Compensation breakdown
Annual earnings by percentile, Alabama
Entry-level physics teachers, postsecondaries (10th percentile) start around $59K. Mid-career wages sit at $83K. Top earners bring in $121K or more, a $63K spread from bottom to top.
Physics Teachers, Postsecondary salary by metro in Alabama
1 metro area with BLS data, ranked by median pay
| Metro area | Median salary | vs. state | Employment |
|---|---|---|---|
| Auburn-Opelika | $83K | +0% | 50 |
Compare to other states
Track physics teachers, postsecondary salary changes
BLS updates this data quarterly.
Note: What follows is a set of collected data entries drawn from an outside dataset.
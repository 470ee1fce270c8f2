use std::fmt::Formatter;

use thiserror::Error;

/// An error that is localised to a particular guest program-counter value.
#[derive(Clone, Debug, Eq, Error, PartialEq)]
pub struct Located<E>
where
    E: Clone,
{
    /// The guest program counter at which the error occurred.
    pub location: u64,

    /// The error data
    pub payload: E,
}

/// Displays the error associated with the hexadecimal-encoded guest program
/// counter at which the error occurred.
impl<E> std::fmt::Display for Located<E>
where
    E: std::fmt::Display + Clone,
{
    fn fmt(&self, f: &mut Formatter<'_>) -> std::fmt::Result {
        write!(
            f,
            "[0x{}]: {}",
            hex::encode(self.location.to_be_bytes()),
            self.payload
        )
    }
}

/// A trait for types that can have a guest program-counter location attached
/// to them.
pub trait Locatable
where
    Self: Sized,
{
    /// The return type with the attached location.
    type Located;

    /// Attach the guest program counter described by `location` to the error.
    fn locate(self, location: u64) -> Self::Located;
}

/// A blanket implementation that allows for attaching a location to any
/// result.
impl<T, E> Locatable for Result<T, E>
where
    E: std::error::Error + Clone,
{
    type Located = Result<T, Located<E>>;

    fn locate(self, location: u64) -> Self::Located {
        self.map_err(|e| Located {
            location,
            payload: e,
        })
    }
}

/// An error that is a collection of errors.
///
/// The order of the errors in the container is the order in which the errors
/// were added to the container, which for the exploration engine is the
/// causal order in which they occurred on the single active execution stream.
#[derive(Clone, Debug, Eq, Error, PartialEq)]
pub struct Errors<E> {
    payloads: Vec<E>,
}

impl<E> Errors<E> {
    /// Creates a new container for errors.
    #[must_use]
    pub fn new() -> Self {
        let payloads = vec![];
        Self { payloads }
    }

    /// Gets the errors contained within this error.
    #[must_use]
    pub fn payloads(&self) -> &[E] {
        self.payloads.as_slice()
    }

    /// Gets the length of the errors container.
    #[must_use]
    pub fn len(&self) -> usize {
        self.payloads.len()
    }

    /// Checks if the errors container is empty.
    #[must_use]
    pub fn is_empty(&self) -> bool {
        self.len() == 0
    }
}

impl<E> Errors<E>
where
    E: std::error::Error,
{
    /// Adds the provided `error` to the container.
    pub fn add(&mut self, error: E) {
        self.payloads.push(error);
    }

    /// Adds the multiple provided errors to the container.
    pub fn add_many(&mut self, errors: impl Into<Vec<E>>) {
        self.payloads.extend(errors.into());
    }
}

impl<E> Errors<Located<E>>
where
    E: std::error::Error + Clone,
{
    /// Adds an error `payload` at the specific guest program-counter
    /// `location`.
    pub fn add_located(&mut self, location: u64, payload: E) {
        let error = Located { location, payload };
        self.payloads.push(error);
    }
}

/// The default errors container is one containing no errors.
impl<E> Default for Errors<E> {
    fn default() -> Self {
        Self::new()
    }
}

/// Allow conversion from any error type to a container of errors.
impl<E> From<E> for Errors<E>
where
    E: std::error::Error,
{
    fn from(value: E) -> Self {
        let mut errors = Self::default();
        errors.add(value);
        errors
    }
}

/// Allow conversion from the errors container to a vector of errors.
impl<E> From<Errors<E>> for Vec<E>
where
    E: std::error::Error,
{
    fn from(value: Errors<E>) -> Self {
        value.payloads
    }
}

/// Allow conversion from a vector of errors to the errors container.
impl<E> From<Vec<E>> for Errors<E>
where
    E: std::error::Error,
{
    fn from(value: Vec<E>) -> Self {
        Self { payloads: value }
    }
}

/// Displays the errors in the sequence in which they occur in the container.
///
/// It has a header specifying how many errors occurred, and then prints one
/// error per line after that. This means that in the case where errors did
/// occur, the output of `fmt` is multi-line.
impl<E> std::fmt::Display for Errors<E>
where
    E: std::fmt::Display,
{
    fn fmt(&self, f: &mut Formatter<'_>) -> std::fmt::Result {
        if self.payloads.is_empty() {
            write!(f, "Encountered no errors")?;
        } else {
            writeln!(f, "Encountered {} errors:", self.payloads.len())?;
            for error in &self.payloads {
                writeln!(f, "{error}")?;
            }
        }

        Ok(())
    }
}
//! This module provides integration tests for the scheduling strategies as
//! driven by a whole exploration.
#![cfg(test)]

use std::rc::Rc;

use state_explorer::{
    explorer::{Config, SliceExit, SliceReport},
    fork::DivergencePoint,
    oracle::PermissiveOracle,
    scheduler::{
        CooperativeScheduler,
        PriorityClassScheduler,
        RoundRobinScheduler,
        ScheduleCommand,
    },
    state::{constraints::SymbolicCondition, StateId},
};

mod common;

fn diverge(location: u64) -> SliceReport {
    SliceReport::exit(SliceExit::Diverged(DivergencePoint {
        location,
        condition: SymbolicCondition::new(location),
        concrete_hint: true,
    }))
}

fn ids(raw: &[u64]) -> Vec<StateId> {
    raw.iter().copied().map(StateId::new).collect()
}

#[test]
fn round_robin_interleaves_fork_children() -> anyhow::Result<()> {
    let mut explorer = common::new_explorer(
        Config::new(),
        PermissiveOracle.in_rc(),
        RoundRobinScheduler::new(),
    );

    // The root forks into states 1 and 2, which then alternate strictly
    // until each exits.
    let mut emulator = common::ScriptedEmulator::new([
        common::step_for(0, diverge(0x10)),
        common::step_for(1, SliceReport::exit(SliceExit::Yield)),
        common::step_for(2, SliceReport::exit(SliceExit::Yield)),
    ]);
    explorer.run(&mut emulator)?;

    assert_eq!(emulator.log, ids(&[0, 1, 2, 1, 2]));
    assert!(explorer.consume().surviving.is_empty());

    Ok(())
}

#[test]
fn round_robin_ignores_guest_scheduling_commands() -> anyhow::Result<()> {
    let mut explorer = common::new_explorer(
        Config::new(),
        PermissiveOracle.in_rc(),
        RoundRobinScheduler::new(),
    );

    let mut emulator = common::ScriptedEmulator::new([common::step_for(
        0,
        SliceReport::exit(SliceExit::Command(ScheduleCommand::Yield)),
    )]);

    // An unsupported command is dropped without becoming an error.
    explorer.run(&mut emulator)?;
    assert_eq!(emulator.log, ids(&[0, 0]));

    Ok(())
}

#[test]
fn the_cooperative_scheduler_obeys_guest_commands() -> anyhow::Result<()> {
    let mut explorer = common::new_explorer(
        Config::new(),
        PermissiveOracle.in_rc(),
        CooperativeScheduler::new(),
    );

    let mut emulator = common::ScriptedEmulator::new([
        common::step_for(0, diverge(0x10)),
        // A yield from the lowest live identifier wraps to the highest.
        common::step_for(1, SliceReport::exit(SliceExit::Command(ScheduleCommand::Yield))),
        common::step_for(
            2,
            SliceReport::exit(SliceExit::Command(ScheduleCommand::ScheduleNext(
                StateId::new(1),
            ))),
        ),
    ]);
    explorer.run(&mut emulator)?;

    // After state 1 exits, the scheduler falls back to the lowest survivor.
    assert_eq!(emulator.log, ids(&[0, 1, 2, 1, 2]));

    Ok(())
}

#[test]
fn identically_seeded_priority_explorations_are_reproducible() -> anyhow::Result<()> {
    let classifier: Rc<dyn Fn(&state_explorer::state::ExecutionState) -> u64> =
        Rc::new(|state| state.constraints().len() as u64);

    let run_once = |seed: u64| -> anyhow::Result<Vec<StateId>> {
        let mut explorer = common::new_explorer(
            Config::new(),
            PermissiveOracle.in_rc(),
            PriorityClassScheduler::new(classifier.clone(), seed),
        );
        let mut emulator = common::ScriptedEmulator::new([
            common::step(diverge(0x10)),
            common::step(SliceReport::exit(SliceExit::Yield)),
            common::step(SliceReport::exit(SliceExit::Yield)),
            common::step(SliceReport::exit(SliceExit::Yield)),
            common::step(SliceReport::exit(SliceExit::Yield)),
        ]);
        explorer.run(&mut emulator)?;
        Ok(emulator.log)
    };

    assert_eq!(run_once(0xfeed)?, run_once(0xfeed)?);

    Ok(())
}
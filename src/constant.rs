//! This module contains constants that are needed throughout the codebase.

/// The number of general-purpose registers in a machine snapshot.
///
/// The engine models the guest register file generically; the translation
/// layer maps physical registers onto these slots however it sees fit.
pub const GUEST_REGISTER_COUNT: u8 = 32;

/// The default for whether a newly created execution state will fork at
/// divergence points.
///
/// The flag is explicit on every state so that exploration can be scoped to
/// regions of interest; this constant only seeds the root state and is
/// configurable via [`crate::explorer::Config`].
pub const DEFAULT_FORKING_ENABLED: bool = true;

/// The default maximum number of live execution states the engine will hold
/// at once.
///
/// Divergence points reached beyond this bound are resolved concretely
/// rather than forked, preventing exponential blowup of the state pool.
pub const DEFAULT_MAX_LIVE_STATES: usize = 512;

/// The default number of driver ticks with no new code coverage before the
/// lifecycle manager prunes the state pool.
///
/// A value of zero disables the coverage timeout entirely.
pub const DEFAULT_COVERAGE_TIMEOUT_TICKS: u64 = 0;

/// The default number of drive-loop iterations the explorer will wait before
/// polling the watchdog.
pub const DEFAULT_WATCHDOG_POLL_LOOP_ITERATIONS: usize = 100;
We'll email you when Alabama numbers change.
Related careers in Education
Frequently asked questions
Can a physics teachers, postsecondary afford a 2BR apartment alone in Alabama?
Yes — at the median salary of $83K, rent takes 20.8% of take-home pay. A 2-bedroom at the HUD Fair Market Rent runs $1,085/month. That stays under the 30% guideline most financial planners use.
What’s the entry-level salary for physics teachers, postsecondaries in Alabama?
The 10th-percentile wage — what new physics teachers, postsecondaries typically earn — is $59K/year. Take-home on that works out to about $3,511/month. At HUD’s $1,085/month FMR, rent would take 31% of that take-home — above the 30% guideline, so a 1-bedroom or shared housing is likely necessary starting out.
Is physics teachers, postsecondary a high-paying job in Alabama?
Local pay runs 18% below the national median — $83K here vs. $100K nationally. Cost of living is 12% below the national average, which narrows that gap in real purchasing power.
How does Alabama compare to the national average for physics teachers, postsecondaries?
Alabama pays $83K median vs. the U.S. average of $100K — that’s -18%. After adjusting for local cost of living (RPP 88.36), the purchasing-power equivalent is $94K — below the national median.
How much do physics teachers, postsecondaries make in Alabama?
The median is $82,750 a year. But the range is wide: entry-level workers start around $58,510, and experienced physics teachers, postsecondaries can clear $121,120. These are BLS numbers, based on employer-reported data, not self-reported surveys.
Is $83K enough to live in Alabama?
On that salary, you'd take home roughly $5,219/month after taxes. A 2-bedroom here rents for about $1,085/month, which eats 20.8% of your paycheck. That's under the 30% guideline most financial planners use, so the numbers work.
How far does a physics teachers, postsecondary salary go in Alabama?
Alabama has a Regional Price Parity of 88.36 (100 is the national average). That's below average, your money stretches further here than the raw salary number suggests. After cost-of-living adjustment, the median physics teachers, postsecondary salary is worth about $93,651 in national-average purchasing power.
Where do physics teachers, postsecondaries get paid the most?
The table above ranks every state by median pay for this role. Keep in mind that the highest-paying states tend to have the highest costs of living, so the top salary doesn't always mean the most money in your pocket.